Since the release of ipw2200 version 1.0.7 the driver also supports radiotap. The new kismet version does this too. But when a launch kismet I get this answer:

```

Server options:  none

Client options:  none

Starting server...

Waiting for server to start before starting UI...

Will drop privs to shuber (1002) gid 100

No specific sources given to be enabled, all will be enabled.

Enabling channel hopping.

Enabling channel splitting.

Source 0 (MySource): Enabling monitor mode for ipw2200 source interface eth1 channel 6...

Source 0 (MySource): Opening ipw2200 source interface eth1...

FATAL: arptype 803 not supported by libpcap - falling back to cooked socket

```

The arptype 803 stands for radiotap. My libpcap version is 0.9.3 which should already support radiotap.

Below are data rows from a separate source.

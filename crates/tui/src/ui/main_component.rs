use composer_types::{Effect, Modal, Msg};
use crossterm::event::{KeyEvent, MouseEvent};
use ratatui::widgets::Clear;
use ratatui::{
    prelude::*,
    style::Style,
    widgets::{Block, Paragraph},
};

use super::components::{Component, CompositionComponent, LogsComponent, StatusModal};
use super::theme::theme_helpers as th;
use super::utils::centered_min_max;
use crate::app::App;

pub struct ModalLayout(Box<dyn Fn(Rect) -> Rect>);

impl std::fmt::Debug for ModalLayout {
    fn fmt(&self, f: &mut std::fmt::Formatter<'_>) -> std::fmt::Result {
        f.write_str("ModalLayout")
    }
}

type ModalView = (Box<dyn Component>, ModalLayout);

impl std::fmt::Debug for dyn Component {
    fn fmt(&self, f: &mut std::fmt::Formatter<'_>) -> std::fmt::Result {
        f.write_str("Component")
    }
}

#[derive(Debug)]
pub struct MainView {
    /// Relation editor
    pub content_view: Box<dyn Component>,
    /// Currently open modal component
    pub modal_view: Option<ModalView>,
    /// Activity panel
    pub logs_view: LogsComponent,

    /// the widget_id of the focus just before a modal is opened
    transient_focus_id: Option<usize>,
}

impl Default for MainView {
    fn default() -> Self {
        Self::new(Box::new(CompositionComponent::default()))
    }
}

impl MainView {
    pub fn new(content_view: Box<dyn Component>) -> Self {
        Self {
            content_view,
            modal_view: None,
            logs_view: LogsComponent,
            transient_focus_id: None,
        }
    }

    /// Update the open modal kind (use None to clear).
    ///
    /// Not meant to be called directly; emit `Effect::ShowModal` or
    /// `Effect::CloseModal` instead.
    pub fn set_open_modal_kind(&mut self, app: &mut App, modal: Option<Modal>) {
        if let Some(modal_kind) = modal.as_ref() {
            let modal_view: ModalView = match modal_kind {
                Modal::Status => (
                    Box::new(StatusModal::default()),
                    ModalLayout(Box::new(|rect| {
                        centered_min_max(45, 35, Rect::new(0, 0, 50, 10), Rect::new(0, 0, 100, 16), rect)
                    })),
                ),
            };
            self.modal_view = Some(modal_view);
            // save the current focus to restore when the modal is closed
            if self.transient_focus_id.is_none() {
                self.transient_focus_id = app.focus.focused().map(|focus| focus.widget_id());
            }
        } else {
            self.modal_view = None;
        }
        app.open_modal_kind = modal;
    }

    pub fn restore_focus(&mut self, app: &mut App) {
        if let Some(id) = self.transient_focus_id
            && app.open_modal_kind.is_none()
        {
            app.focus.by_widget_id(id);
            self.transient_focus_id = None;
        }
        if app.focus.focused().is_none() {
            app.focus.first();
        }
    }
}

impl Component for MainView {
    fn handle_message(&mut self, app: &mut App, msg: Msg) -> Vec<Effect> {
        let mut effects = app.update(&msg);
        match self.modal_view.as_mut() {
            Some((modal, _)) => effects.extend(modal.handle_message(app, msg)),
            None => effects.extend(self.content_view.handle_message(app, msg)),
        }
        effects
    }

    fn handle_key_events(&mut self, app: &mut App, key: KeyEvent) -> Vec<Effect> {
        // The notification is blocking: nothing reaches the form while it is open
        if let Some((modal, _)) = self.modal_view.as_mut() {
            return modal.handle_key_events(app, key);
        }
        self.content_view.handle_key_events(app, key)
    }

    fn handle_mouse_events(&mut self, app: &mut App, mouse: MouseEvent) -> Vec<Effect> {
        if let Some((modal, _)) = self.modal_view.as_mut() {
            return modal.handle_mouse_events(app, mouse);
        }
        self.content_view.handle_mouse_events(app, mouse)
    }

    fn render(&mut self, frame: &mut Frame, area: Rect, app: &mut App) {
        // Fill the entire background with the theme's background color for consistency
        let bg_fill = Paragraph::new("").style(Style::default().bg(app.ctx.theme.roles().background));
        frame.render_widget(bg_fill, area);

        let layout = self.get_preferred_layout(app, area);
        render_title(frame, layout[0], app);
        self.content_view.render(frame, layout[2], app);
        self.logs_view.render(frame, layout[3], app);

        let hint_spans: Vec<Span> = self.get_hint_spans(app);
        let hints_widget = Paragraph::new(Line::from(hint_spans)).style(app.ctx.theme.text_muted_style());
        frame.render_widget(hints_widget, layout[1]);

        if let Some((modal, position)) = self.modal_view.as_mut() {
            render_overlay(frame, app);
            let modal_area = position.0(area);
            frame.render_widget(Clear, modal_area);
            modal.render(frame, modal_area, app);
        }
    }

    fn get_hint_spans(&self, app: &App) -> Vec<Span<'_>> {
        let mut hint_spans: Vec<Span> = vec![Span::styled("Hints: ", app.ctx.theme.text_muted_style())];

        if let Some((modal, _)) = self.modal_view.as_ref() {
            hint_spans.extend(modal.get_hint_spans(app));
            return hint_spans;
        }

        hint_spans.extend(self.content_view.get_hint_spans(app));
        hint_spans.extend(th::build_hint_spans(&*app.ctx.theme, &[("Ctrl+Q", " Quit ")]));
        hint_spans
    }

    fn get_preferred_layout(&self, _app: &App, area: Rect) -> Vec<Rect> {
        let [title, body, hints] = Layout::vertical([
            Constraint::Length(1), // Title bar
            Constraint::Min(1),    // Editor and logs
            Constraint::Length(1), // Hints bar
        ])
        .areas(area);

        // Wide terminals put the activity log beside the editor
        let [main, logs] = if body.width >= 120 {
            Layout::horizontal([Constraint::Percentage(72), Constraint::Fill(1)]).areas(body)
        } else {
            Layout::vertical([Constraint::Percentage(75), Constraint::Fill(1)]).areas(body)
        };

        vec![
            title, // Title bar
            hints, // Hints bar
            main,  // Relation editor
            logs,  // Activity log
        ]
    }
}

fn render_title(frame: &mut Frame, area: Rect, app: &App) {
    let theme = &*app.ctx.theme;
    let line = Line::from(vec![
        Span::styled(" Service Composer ", theme.accent_emphasis_style()),
        Span::styled(format!(" {}", app.ctx.client.base_url()), theme.text_muted_style()),
    ]);
    frame.render_widget(Paragraph::new(line), area);
}

/// Dims everything behind an open modal.
fn render_overlay(frame: &mut Frame, app: &mut App) {
    frame.render_widget(Block::default().style(app.ctx.theme.modal_background_style()).dim(), frame.area());
}

#[cfg(test)]
mod tests {
    use crossterm::event::{KeyCode, KeyModifiers};
    use ratatui::{Terminal, backend::TestBackend};

    use super::*;
    use crate::app::test_app;

    fn ctrl(c: char) -> KeyEvent {
        KeyEvent::new(KeyCode::Char(c), KeyModifiers::CONTROL)
    }

    fn buffer_text(terminal: &Terminal<TestBackend>) -> String {
        terminal
            .backend()
            .buffer()
            .content()
            .iter()
            .map(|cell| cell.symbol())
            .collect()
    }

    #[test]
    fn open_notification_blocks_form_input() {
        let mut app = test_app();
        let mut view = MainView::default();
        view.set_open_modal_kind(&mut app, Some(Modal::Status));

        view.handle_key_events(&mut app, ctrl('a'));
        assert!(app.composition.rows().is_empty());

        let effects = view.handle_key_events(&mut app, KeyEvent::new(KeyCode::Enter, KeyModifiers::NONE));
        assert_eq!(effects, vec![Effect::CloseModal]);

        view.set_open_modal_kind(&mut app, None);
        view.handle_key_events(&mut app, ctrl('a'));
        assert_eq!(app.composition.rows().len(), 1);
    }

    #[test]
    fn renders_editor_activity_and_notification() {
        let mut app = test_app();
        let mut view = MainView::default();
        let mut terminal = Terminal::new(TestBackend::new(140, 40)).unwrap();

        app.add_relation();
        app.status_modal.show_status("Composition saved and execution started");
        view.set_open_modal_kind(&mut app, Some(Modal::Status));
        terminal.draw(|frame| view.render(frame, frame.area(), &mut app)).unwrap();

        let text = buffer_text(&terminal);
        assert!(text.contains("Relations (1)"));
        assert!(text.contains("Activity"));
        assert!(text.contains("Composition saved and execution started"));
    }
}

Kismet already worked for me, before updating to new firmware, ipw and ieee80211. My installed versions:

 ipw2200: 1.0.7

 ipw2200-firmware: 2.3 2.4

 ieee80211: 1.1.5

 libpcap: 0.9.3

 kismet: 2005.08.1 (a version which didn't work for me)

 kernel: suspend2-sources 2.6.13-r5 and 2.6.12-r6

But, if i boot with my old kernel (gentoo-sources-2.6.12), which therefor uses the old ieee80211-1.0.3-r2 and ipw2200-1.0.6, kismet works.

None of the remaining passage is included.